Q: How are nurses viewed in the health care system?
A: Nursing has been historically a career for women. With the whole equal opportunity movement and women’s lib in the ‘70s, women decided ‘well nursing isn’t a career choice for me anymore because that is what women who came before me used to do. I am a free independent woman; I want to be a doctor.’ And that’s great, we need female doctors, but we really need people in nursing, whether they be men or women. I think nursing developed this stigma that it was less of a career. There needs to be a paradigm shift to show the general public and prospective nursing students that nurses aren’t less than doctors; Nurses are equal with them. Nurses are simply one player in the health care team. There’s the physician, the nurse, the pharmacist, the physical therapist, and we’re all on the same playing field and we all have the same goal to get the patient well and out of the hospital.
Q: Anything else you want to get off your chest about nursing?
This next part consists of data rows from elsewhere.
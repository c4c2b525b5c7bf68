use clap::Parser;
use zipgate::config::cli::{Command, ContactArgs, LeadsCommand, ZipsCommand};
use zipgate::core::export::write_leads_csv;
use zipgate::utils::error::ErrorSeverity;
use zipgate::utils::{logger, validation::Validate};
use zipgate::{
    AppConfig, Cli, ContactSubmission, DecisionReason, GateError, IntakeOutcome, LeadAction,
    LeadFilter, LeadIntake, ProximityGate, Radius, Result,
};

#[tokio::main]
async fn main() {
    let cli = Cli::parse();

    let config = match AppConfig::from_file(&cli.config) {
        Ok(config) => config,
        Err(e) => {
            eprintln!("❌ Failed to load config file '{}': {}", cli.config, e);
            eprintln!("💡 Make sure the file exists and is valid TOML format");
            std::process::exit(1);
        }
    };

    // 初始化日誌
    if config.json_logs() {
        logger::init_json_logger(cli.verbose, config.log_level());
    } else {
        logger::init_cli_logger(cli.verbose, config.log_level());
    }
    tracing::debug!("Loaded configuration from {}", cli.config);

    if let Err(e) = config.validate() {
        tracing::error!("❌ Configuration validation failed: {}", e);
        tracing::error!("💡 Suggestion: {}", e.recovery_suggestion());
        eprintln!("❌ {}", e.user_friendly_message());
        std::process::exit(1);
    }

    match run(cli.command, &config).await {
        Ok(code) => std::process::exit(code),
        Err(e) => {
            tracing::error!(
                "❌ {} (Category: {:?}, Severity: {:?})",
                e,
                e.category(),
                e.severity()
            );
            eprintln!("❌ {}", e.user_friendly_message());
            eprintln!("💡 {}", e.recovery_suggestion());

            let exit_code = match e.severity() {
                ErrorSeverity::Low => 1,
                ErrorSeverity::Medium => 2,
                ErrorSeverity::High => 1,
                ErrorSeverity::Critical => 3,
            };
            std::process::exit(exit_code);
        }
    }
}

/// Returns the process exit code.
async fn run(command: Command, config: &AppConfig) -> Result<i32> {
    match command {
        Command::Check { zip } => check(config, zip.trim()).await,
        Command::Distance { from, to } => {
            let gate = ProximityGate::with_shared(config.build_resolver()?);
            let miles = gate.distance(from.trim(), to.trim()).await?;
            println!("{} → {}: {:.1} miles", from.trim(), to.trim(), miles);
            Ok(0)
        }
        Command::Zips(command) => zips(config, command).await,
        Command::Contact(args) => contact(config, args).await,
        Command::Leads(command) => leads(config, command).await,
    }
}

async fn check(config: &AppConfig, zip: &str) -> Result<i32> {
    let gate = ProximityGate::with_shared(config.build_resolver()?);
    let areas = config.service_area_store().load().await?;

    let decision = gate.evaluate(zip, &areas).await?;
    match (&decision.matched_entry, decision.distance_miles) {
        (Some(entry), Some(miles)) => {
            println!(
                "✅ {} accepted: {:.1} miles from {} (radius {} mi)",
                zip, miles, entry.zip_code, entry.radius_miles
            );
            Ok(0)
        }
        _ if decision.reason == DecisionReason::ConfigEmpty => {
            println!("❌ {} rejected: {}", zip, GateError::ConfigEmpty.user_friendly_message());
            Ok(1)
        }
        _ => {
            println!("❌ {} rejected: outside every service area", zip);
            Ok(1)
        }
    }
}

async fn zips(config: &AppConfig, command: ZipsCommand) -> Result<i32> {
    let store = config.service_area_store();

    match command {
        ZipsCommand::List => {
            let areas = store.load().await?;
            if areas.is_empty() {
                println!("No service-area ZIPs configured");
            }
            for entry in areas.entries() {
                println!("{}\t{} mi", entry.zip_code, entry.radius_miles);
            }
        }
        ZipsCommand::Add { zip, radius } => {
            let entry = store.upsert(&zip, Radius::from_form(&radius)).await?;
            println!(
                "ZIP {} added/updated with {} miles.",
                entry.zip_code, entry.radius_miles
            );
        }
        ZipsCommand::Update { zip, radius } => {
            let entry = store.update_radius(&zip, Radius::from_form(&radius)).await?;
            println!(
                "ZIP {} radius updated to {} miles.",
                entry.zip_code, entry.radius_miles
            );
        }
        ZipsCommand::Remove { zip } => {
            if store.remove(&zip).await? {
                println!("ZIP {} removed.", zip.trim());
            } else {
                println!("ZIP {} was not configured.", zip.trim());
            }
        }
    }
    Ok(0)
}

async fn contact(config: &AppConfig, args: ContactArgs) -> Result<i32> {
    let intake = LeadIntake::new(
        ProximityGate::with_shared(config.build_resolver()?),
        config.service_area_store(),
        config.lead_store(),
    );

    let submission = ContactSubmission {
        name: args.name,
        email: args.email,
        phone: args.phone,
        zip: args.zip,
        address: args.address,
        service: args.service,
        message: args.message,
    };

    match intake.submit(submission).await? {
        IntakeOutcome::Accepted(lead) => {
            println!("✅ Thanks {}! Lead #{} received.", lead.name, lead.id);
            Ok(0)
        }
        IntakeOutcome::Rejected(reason) => {
            println!("❌ {} ({})", reason.message(), reason.code());
            Ok(1)
        }
    }
}

async fn leads(config: &AppConfig, command: LeadsCommand) -> Result<i32> {
    let store = config.lead_store();

    match command {
        LeadsCommand::List { filter } => {
            let filter: LeadFilter = filter.parse()?;
            let stats = store.stats().await?;
            println!(
                "📊 completed: {}  rejected: {}  subscribers: {}",
                stats.completed, stats.rejected, stats.subscribers
            );
            for lead in store.list_recent(filter).await? {
                println!(
                    "#{}\t{}\t{}{}\t{}\t{}\t{}",
                    lead.id,
                    lead.created_at.format("%Y-%m-%d %H:%M"),
                    lead.status,
                    if lead.recurring { " (weekly)" } else { "" },
                    lead.zip,
                    lead.name,
                    lead.email
                );
            }
        }
        LeadsCommand::Action { id, action } => {
            let action: LeadAction = action.parse()?;
            let result = store.apply(id, action).await?;
            let lead = result.lead;
            match (action, result.next_visit) {
                (LeadAction::Weekly, _) => println!(
                    "Lead #{} {} weekly schedule.",
                    lead.id,
                    if lead.recurring { "added to" } else { "removed from" }
                ),
                (LeadAction::Tomorrow, _) => println!(
                    "Lead #{} scheduled for {}.",
                    lead.id,
                    lead.follow_up_date
                        .map(|date| date.to_string())
                        .unwrap_or_else(|| "tomorrow".to_string())
                ),
                (_, Some(next)) => println!(
                    "Lead #{} completed; next week scheduled for {} (lead #{}).",
                    lead.id, lead.name, next.id
                ),
                _ => println!("Lead #{} marked as {}.", lead.id, lead.status),
            }
        }
        LeadsCommand::Export { output } => {
            let all = store.list().await?;
            match output {
                Some(path) => {
                    let file = std::fs::File::create(&path)?;
                    write_leads_csv(&all, file)?;
                    println!("📁 {} leads exported to {}", all.len(), path);
                }
                None => write_leads_csv(&all, std::io::stdout().lock())?,
            }
        }
    }
    Ok(0)
}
A: I’m going to get on my soapbox now. Medical TV shows portray nursing in a horrible light. Let’s take ER for instance. The scenes where you’re watching a trauma victim getting worked on, 90 percent of what the physicians are doing in that room would actually be done by nurses. The majority of the action that takes place in hospitals is done by nurses. Essentially in a trauma situation you have one or two physicians and eight nurses in the room. On TV you also have the nurse who to further her career has to become a doctor rather than go to nurse practitioner school. It’s not accurate, and it glamorizes the physician and leaves out nursing. I’ve always wanted to see a show about nurses that doesn’t involve them sleeping with doctors and actually shows them working with patients. I don’t see why that can’t be exciting.